Para acceder se necesita una moto acuática o una lancha, y esperar al instante exacto para adentrarse en las fauces de esta mole de agua de 10 metros de altura. Se puede visitar durante todo el año, pero para sentir el verdadero ambiente surfer hay que vivir una de las competiciones internacionales que tienen lugar periodicamente.
Teahupoo es una de las olas más hermosas que existen, tanto por sus formas perfectas como por su calidad para surfearla. Su belleza descansa sobre un mortal lecho de coral que ya se ha cobrado alguna víctima. En tahitiano su nombre significa muro de calaveras. A pesar de ello, tal como ocurría con el canto de sirenas que atraían a los barcos marineros, cada año miles de surfistas peregrinan a Tahití para domarla.
Mucho se ha escrito y especulado sobre el nacimiento del surf. Lo que está claro es que el primer testimonio data de 1778, cuando el capitán James Cook navegó desde Tahití hacia Norteamérica y se encontró con un grupo de islas desconocidas que luego se llamarían Hawái. Allí mismo falleció lanceado. El teniente James King, que formaba pare de la expedición, anotó lo siguiente en su diario de a bordo:
“Uno de sus entretenimientos más comunes lo realizan en el agua, cuando el mar está crecido, y las olas rompen en la costa. Los hombres, entre 20 y 30, se dirigen mar adentro sorteando las olas; se colocan tumbados sobre una plancha ovalada, mantienen sus piernas unidas en lo alto y usan los brazos para guiar la plancha. Esperan un tiempo a que lleguen las olas más grandes y reman con sus brazos para permanecer en lo alto de la ola”.
A pesar de este testimonio, a día de hoy está demostrado que los habitantes de las islas Marquesas, uno de los archipiélagos de la Polinesia Francesa, colonizaron Hawái en el siglo IV, llevando sus tradiciones, entre ellas el surf. Por otro lado existen cerámicas preincaicas del norte de Perú en las que aparecen figuras de hombres deslizándose sobre una ola, hecho que indicaría que su origen es americano, a pesar de que cualquier tahitiano asegurará que el surf nació en su isla.

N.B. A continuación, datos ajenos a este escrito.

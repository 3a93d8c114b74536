//! Test scaffolding shared between this crate's own tests and the
//! integration tests under `tests/`.
//!
//! Scaled down from the teacher's `test_utils` (which builds full mock Git
//! remotes via `git_helper`): this crate's integration tests exercise the
//! manifest/compile/sync pipeline against a local project tree, never a
//! network fetch, so there's no fixture equivalent to `GitRepoFixture`.

use std::path::{Path, PathBuf};
use tempfile::TempDir;

/// A scaffolded project directory: an `apm.yml`, optionally an `apm.lock`,
/// and whatever primitive files a test wants to discover.
pub struct TestProject {
    dir: TempDir,
}

impl TestProject {
    /// An empty temp directory with no manifest.
    pub fn empty() -> Self {
        Self { dir: TempDir::new().expect("create temp dir") }
    }

    /// A project with a minimal `apm.yml` (`name`/`version` only).
    pub fn with_manifest(name: &str) -> Self {
        let project = Self::empty();
        project.write_manifest(&format!("name: {name}\nversion: \"1.0.0\"\n"));
        project
    }

    pub fn path(&self) -> &Path {
        self.dir.path()
    }

    pub fn write_manifest(&self, yaml: &str) {
        std::fs::write(self.path().join("apm.yml"), yaml).expect("write apm.yml");
    }

    pub fn write_lockfile(&self, yaml: &str) {
        std::fs::write(self.path().join("apm.lock"), yaml).expect("write apm.lock");
    }

    /// Write a file at a project-relative path, creating parent directories.
    pub fn write_file(&self, relative: &str, content: &str) -> PathBuf {
        let path = self.path().join(relative);
        if let Some(parent) = path.parent() {
            std::fs::create_dir_all(parent).expect("create parent dirs");
        }
        std::fs::write(&path, content).expect("write file");
        path
    }

    /// Convenience for an instruction primitive with the two required
    /// frontmatter fields.
    pub fn write_instruction(&self, relative: &str, apply_to: &str, body: &str) -> PathBuf {
        let content = format!(
            "---\ndescription: test instruction\napplyTo: \"{apply_to}\"\n---\n{body}\n"
        );
        self.write_file(relative, &content)
    }

    pub fn read_file(&self, relative: &str) -> String {
        std::fs::read_to_string(self.path().join(relative)).expect("read file")
    }

    pub fn file_exists(&self, relative: &str) -> bool {
        self.path().join(relative).exists()
    }
}

#[cfg(test)]
mod tests {
    use super::*;

    #[test]
    fn with_manifest_writes_name_and_version() {
        let project = TestProject::with_manifest("demo");
        assert!(project.file_exists("apm.yml"));
        assert!(project.read_file("apm.yml").contains("demo"));
    }

    #[test]
    fn write_instruction_includes_required_fields() {
        let project = TestProject::empty();
        project.write_instruction(".apm/rust.instructions.md", "**/*.rs", "Use idiomatic Rust.");
        let content = project.read_file(".apm/rust.instructions.md");
        assert!(content.contains("applyTo"));
        assert!(content.contains("description"));
    }
}
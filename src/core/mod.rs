//! Shared error types and environment context.
//!
//! These are the load-bearing primitives every other component depends on:
//! [`ApmError`]/[`ErrorContext`] for failure reporting, and [`Environment`]
//! for the one place process environment and working directory are read
//! from. Warnings (malformed frontmatter, unknown manifest keys, a version
//! coercion, a detected cycle) are not threaded through a dedicated result
//! type; they're logged via `tracing::warn!` at the point of detection,
//! which is what actually reaches the user, since nothing downstream ever
//! read a separate warnings list.

pub mod environment;
pub mod error;

pub use environment::Environment;
pub use error::{ApmError, ErrorContext, contextualize};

Teahupoo se encuentra en el suroeste de la isla Tahití, frente a un pequeño pueblo con el que comparte nombre. Fuera de las competencias internacionales es un lugar apacible, salpimentado con casas pintadas de colores frente al mar, y atravesado por un pequeño sendero de madera por el que pasan riachuelos y lagunas con nenúfares. Es también un popular destino donde los tahitianos acuden los fines de semana a disfrutar de una bonita puesta de sol y hacer lo que más les gusta: tocar el ukelele y cantar canciones tradicionales mientras beben una Hinano, la cerveza nacional.

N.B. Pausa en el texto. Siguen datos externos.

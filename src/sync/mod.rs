//! Integration synchronizer (C5): mirrors each installed package's prompts,
//! agents/chatmodes, commands, and skills into `.github/`/`.claude/`
//! sub-trees under the nuke-and-regenerate protocol, and keeps `.gitignore`
//! aware of the managed globs.
//!
//! Grounded in the teacher's `installer.rs`: `update_gitignore`'s
//! marker-delimited section splitting, and `cleanup_empty_dirs`'s bottom-up
//! empty-directory removal. The nuke-and-regenerate discipline itself
//! replaces the teacher's diff-based `cleanup_removed_artifacts` with an
//! unconditional delete-then-recopy, per the synchronizer's own rationale:
//! it eliminates a class of stale-file bugs and makes uninstall trivially
//! correct.

use crate::manifest::Target;
use crate::utils::fs::{atomic_write, atomic_write_str};
use anyhow::{Context, Result};
use std::collections::BTreeMap;
use std::path::{Path, PathBuf};

const APM_INFIX: &str = "-apm";
const SKILL_MARKER: &str = ".apm-managed";

const GITIGNORE_BEGIN: &str = "# APM managed entries - do not edit below this line";
const GITIGNORE_END: &str = "# End of APM managed entries";

/// A package contributing source files to synchronize, in the declaration
/// order recorded by C3 (BFS order), which the nuke-and-regenerate protocol
/// must preserve so ties between packages resolve deterministically.
#[derive(Debug, Clone)]
pub struct InstalledPackage {
    pub repo_identifier: String,
    pub root: PathBuf,
}

/// Paths removed and (re)written by a single [`sync`] call.
#[derive(Debug, Default)]
pub struct SyncReport {
    pub removed: Vec<PathBuf>,
    pub written: Vec<PathBuf>,
}

/// Run the nuke-and-regenerate protocol for `project_root` against the
/// currently installed `packages`. `minimal` targets do no directory
/// integration at all, per §4.4's target rules.
pub fn sync(project_root: &Path, packages: &[InstalledPackage], target: Target) -> Result<SyncReport> {
    let mut report = SyncReport::default();

    if target == Target::Minimal {
        return Ok(report);
    }

    nuke(project_root, target, &mut report)?;

    for package in packages {
        regenerate_package(project_root, package, target, &mut report)?;
    }

    update_gitignore(project_root, target)?;

    Ok(report)
}

fn github_enabled(target: Target) -> bool {
    matches!(target, Target::Vscode | Target::All)
}

fn claude_enabled(target: Target) -> bool {
    matches!(target, Target::Claude | Target::All)
}

/// Delete every file matching the managed globs, plus any skill directory
/// carrying the [`SKILL_MARKER`]. User files, lacking the `-apm` infix or
/// the marker, are left untouched.
fn nuke(project_root: &Path, target: Target, report: &mut SyncReport) -> Result<()> {
    if github_enabled(target) {
        remove_matching(&project_root.join(".github/prompts"), ".prompt.md", report)?;
        remove_matching(&project_root.join(".github/agents"), ".agent.md", report)?;
        remove_matching(&project_root.join(".github/agents"), ".chatmode.md", report)?;
        remove_managed_skill_dirs(&project_root.join(".github/skills"), report)?;
    }
    if claude_enabled(target) {
        remove_matching(&project_root.join(".claude/commands"), ".md", report)?;
        remove_managed_skill_dirs(&project_root.join(".claude/skills"), report)?;
    }
    Ok(())
}

/// Remove every file directly under `dir` whose name is `*-apm<ext>`.
fn remove_matching(dir: &Path, ext: &str, report: &mut SyncReport) -> Result<()> {
    if !dir.is_dir() {
        return Ok(());
    }
    let suffix = format!("{APM_INFIX}{ext}");
    for entry in std::fs::read_dir(dir).with_context(|| format!("reading {}", dir.display()))? {
        let entry = entry?;
        let path = entry.path();
        if path.is_file() && path.file_name().map(|n| n.to_string_lossy().ends_with(suffix.as_str())).unwrap_or(false) {
            std::fs::remove_file(&path).with_context(|| format!("removing {}", path.display()))?;
            report.removed.push(path);
        }
    }
    cleanup_empty_dirs(dir, project_root_boundary(dir));
    Ok(())
}

/// Remove every direct child directory of `skills_dir` that carries the
/// [`SKILL_MARKER`] file, i.e. was written by a previous sync.
fn remove_managed_skill_dirs(skills_dir: &Path, report: &mut SyncReport) -> Result<()> {
    if !skills_dir.is_dir() {
        return Ok(());
    }
    for entry in std::fs::read_dir(skills_dir).with_context(|| format!("reading {}", skills_dir.display()))? {
        let entry = entry?;
        let path = entry.path();
        if path.is_dir() && path.join(SKILL_MARKER).is_file() {
            std::fs::remove_dir_all(&path).with_context(|| format!("removing {}", path.display()))?;
            report.removed.push(path);
        }
    }
    Ok(())
}

/// The ancestor directory at which bottom-up empty-directory cleanup must
/// stop: the `.github` or `.claude` boundary, whichever is an ancestor.
fn project_root_boundary(dir: &Path) -> &Path {
    for ancestor in dir.ancestors() {
        if ancestor.file_name().map(|n| n == ".github" || n == ".claude").unwrap_or(false) {
            return ancestor;
        }
    }
    dir
}

fn cleanup_empty_dirs(leaf: &Path, boundary: &Path) {
    let mut current = Some(leaf);
    while let Some(dir) = current {
        if dir == boundary || dir.parent().is_none() {
            break;
        }
        match std::fs::remove_dir(dir) {
            Ok(()) => current = dir.parent(),
            Err(_) => break,
        }
    }
}

/// Copy `package`'s source files into the target directories, applying the
/// `-apm` suffix transform, and the command frontmatter re-key.
fn regenerate_package(
    project_root: &Path,
    package: &InstalledPackage,
    target: Target,
    report: &mut SyncReport,
) -> Result<()> {
    let apm_dir = package.root.join(".apm");

    if github_enabled(target) {
        copy_suffixed(&apm_dir.join("prompts"), ".prompt.md", &project_root.join(".github/prompts"), report)?;
        copy_suffixed(&apm_dir.join("agents"), ".agent.md", &project_root.join(".github/agents"), report)?;
        copy_suffixed(&apm_dir.join("chatmodes"), ".chatmode.md", &project_root.join(".github/agents"), report)?;
        sync_skills(&apm_dir.join("skills"), &project_root.join(".github/skills"), report)?;
    }
    if claude_enabled(target) {
        copy_commands(&apm_dir.join("commands"), &project_root.join(".claude/commands"), report)?;
        sync_skills(&apm_dir.join("skills"), &project_root.join(".claude/skills"), report)?;
    }

    Ok(())
}

fn suffixed_name(file_name: &str, ext: &str) -> Option<String> {
    file_name.strip_suffix(ext).map(|stem| format!("{stem}{APM_INFIX}{ext}"))
}

fn copy_suffixed(src_dir: &Path, ext: &str, dest_dir: &Path, report: &mut SyncReport) -> Result<()> {
    if !src_dir.is_dir() {
        return Ok(());
    }
    for entry in std::fs::read_dir(src_dir).with_context(|| format!("reading {}", src_dir.display()))? {
        let entry = entry?;
        let path = entry.path();
        if !path.is_file() {
            continue;
        }
        let Some(file_name) = path.file_name().map(|n| n.to_string_lossy().to_string()) else {
            continue;
        };
        let Some(dest_name) = suffixed_name(&file_name, ext) else {
            continue;
        };
        let content = std::fs::read(&path).with_context(|| format!("reading {}", path.display()))?;
        let dest = dest_dir.join(dest_name);
        atomic_write(&dest, &content)?;
        report.written.push(dest);
    }
    Ok(())
}

const PRESERVED_COMMAND_FIELDS: &[&str] = &["allowed-tools", "argument-hint", "description", "model"];

/// Commands get a frontmatter re-key: only [`PRESERVED_COMMAND_FIELDS`]
/// survive, the body is copied unmodified.
fn copy_commands(src_dir: &Path, dest_dir: &Path, report: &mut SyncReport) -> Result<()> {
    if !src_dir.is_dir() {
        return Ok(());
    }
    for entry in std::fs::read_dir(src_dir).with_context(|| format!("reading {}", src_dir.display()))? {
        let entry = entry?;
        let path = entry.path();
        if !path.is_file() || path.extension().map(|e| e.to_string_lossy() != "md").unwrap_or(true) {
            continue;
        }
        let Some(file_name) = path.file_name().map(|n| n.to_string_lossy().to_string()) else {
            continue;
        };
        let Some(dest_name) = suffixed_name(&file_name, ".md") else {
            continue;
        };

        let content = std::fs::read_to_string(&path).with_context(|| format!("reading {}", path.display()))?;
        let rekeyed = rekey_command_frontmatter(&content);
        let dest = dest_dir.join(dest_name);
        atomic_write_str(&dest, &rekeyed)?;
        report.written.push(dest);
    }
    Ok(())
}

fn rekey_command_frontmatter(content: &str) -> String {
    let parsed = crate::markdown::frontmatter::parse(content);
    if parsed.metadata.is_empty() {
        return parsed.body;
    }

    let preserved: BTreeMap<&str, &serde_yaml::Value> = PRESERVED_COMMAND_FIELDS
        .iter()
        .filter_map(|&key| parsed.metadata.get(key).map(|v| (key, v)))
        .collect();

    if preserved.is_empty() {
        return parsed.body;
    }

    let mut frontmatter = String::from("---\n");
    for (key, value) in preserved {
        let rendered = serde_yaml::to_string(value).unwrap_or_default();
        let rendered = rendered.trim_end_matches('\n');
        if rendered.contains('\n') {
            frontmatter.push_str(&format!("{key}:\n{rendered}\n"));
        } else {
            frontmatter.push_str(&format!("{key}: {rendered}\n"));
        }
    }
    frontmatter.push_str("---\n");

    format!("{frontmatter}{}", parsed.body)
}

/// Mirror each `<skill-name>/` directory under `src_skills` into
/// `dest_skills`, recursively copying its files and writing the
/// [`SKILL_MARKER`] so a later nuke phase can identify it as APM-managed.
fn sync_skills(src_skills: &Path, dest_skills: &Path, report: &mut SyncReport) -> Result<()> {
    if !src_skills.is_dir() {
        return Ok(());
    }
    for entry in std::fs::read_dir(src_skills).with_context(|| format!("reading {}", src_skills.display()))? {
        let entry = entry?;
        let src = entry.path();
        if !src.is_dir() {
            continue;
        }
        let Some(name) = src.file_name().map(|n| n.to_string_lossy().to_string()) else {
            continue;
        };
        let dest = dest_skills.join(&name);
        copy_dir_recursive(&src, &dest, report)?;
        let marker = dest.join(SKILL_MARKER);
        atomic_write_str(&marker, "")?;
        report.written.push(marker);
    }
    Ok(())
}

fn copy_dir_recursive(src: &Path, dest: &Path, report: &mut SyncReport) -> Result<()> {
    std::fs::create_dir_all(dest).with_context(|| format!("creating {}", dest.display()))?;
    for entry in std::fs::read_dir(src).with_context(|| format!("reading {}", src.display()))? {
        let entry = entry?;
        let path = entry.path();
        let dest_path = dest.join(entry.file_name());
        if path.is_dir() {
            copy_dir_recursive(&path, &dest_path, report)?;
        } else {
            let content = std::fs::read(&path).with_context(|| format!("reading {}", path.display()))?;
            atomic_write(&dest_path, &content)?;
            report.written.push(dest_path);
        }
    }
    Ok(())
}

/// Ensure `.gitignore` lists the managed globs relevant to `target`,
/// preserving everything else byte-for-byte. Reuses the teacher's
/// marker-delimited section approach; never removes entries.
fn update_gitignore(project_root: &Path, target: Target) -> Result<()> {
    let gitignore_path = project_root.join(".gitignore");

    let mut patterns: Vec<&str> = Vec::new();
    if github_enabled(target) {
        patterns.extend([
            ".github/prompts/*-apm.prompt.md",
            ".github/agents/*-apm.agent.md",
            ".github/agents/*-apm.chatmode.md",
            ".github/skills/",
        ]);
    }
    if claude_enabled(target) {
        patterns.extend([".claude/commands/*-apm.md", ".claude/skills/"]);
    }
    if patterns.is_empty() {
        return Ok(());
    }

    let existing = if gitignore_path.is_file() {
        std::fs::read_to_string(&gitignore_path).with_context(|| format!("reading {}", gitignore_path.display()))?
    } else {
        String::new()
    };

    let mut before: Vec<&str> = Vec::new();
    let mut existing_managed: Vec<&str> = Vec::new();
    let mut after: Vec<&str> = Vec::new();
    let mut section = 0; // 0 = before, 1 = inside, 2 = after

    for line in existing.lines() {
        match section {
            0 if line == GITIGNORE_BEGIN => section = 1,
            0 => before.push(line),
            1 if line == GITIGNORE_END => section = 2,
            1 => existing_managed.push(line),
            _ => after.push(line),
        }
    }

    let mut merged: Vec<String> = existing_managed.iter().map(|s| s.to_string()).collect();
    for pattern in &patterns {
        if !merged.iter().any(|m| m == pattern) {
            merged.push(pattern.to_string());
        }
    }
    merged.sort();

    let mut content = String::new();
    if before.is_empty() && after.is_empty() {
        content.push_str("# .gitignore - APM managed entries\n\n");
    }
    for line in &before {
        content.push_str(line);
        content.push('\n');
    }
    if !before.is_empty() && !before.last().unwrap().trim().is_empty() {
        content.push('\n');
    }
    content.push_str(GITIGNORE_BEGIN);
    content.push('\n');
    for line in &merged {
        content.push_str(line);
        content.push('\n');
    }
    content.push_str(GITIGNORE_END);
    content.push('\n');
    if !after.is_empty() {
        content.push('\n');
        for line in &after {
            content.push_str(line);
            content.push('\n');
        }
    }

    atomic_write_str(&gitignore_path, &content)
}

Se trata de una isla volcánica separada en dos partes por el istmo de Taravao. La mayor se llama Tahiti Nui o Gran Tahití. Allí se encuentra Papeete, la capital de la Polinesia Francesa, una tranquila ciudad de unos 30.000 habitantes. Destaca su mercado, siempre bullcioso, donde encuentras un excelente pescado a buen precio, artesanías traídas de otros archipiélagos y por supuesto las famosas perlas negras. Otro lugar con encanto es el paseo marítimo, donde los lugareños acuden al final del día a caminar. A esa hora frente a la lujosa marina llegan los food trucks, que ofrecen una variada oferta gastronómica. En las afueras se puede ascender el Monte Aroai, de 2066 metros de altura, visitar el Museo de Paul Gauguin o algunas de sus numerosas cascadas.
La otra parte es Tahiti Iti o Pequeña Tahití. Allí la vegetación es más salvaje, es una zona menos desarrollada y poblada que su hermana mayor. Abundan las zonas coralinas para hacer un excelente snorkel y nadar a pocos metros de la orilla con pequeños tiburones, tortugas, barracudas y peces tropicales. Entre sus playas, muchas de ellas de arena negra volcánica, destaca entre el resto el muro de calaveras, siempre dispuesto a ofrecer su belleza, pero a veces, a un precio muy alto.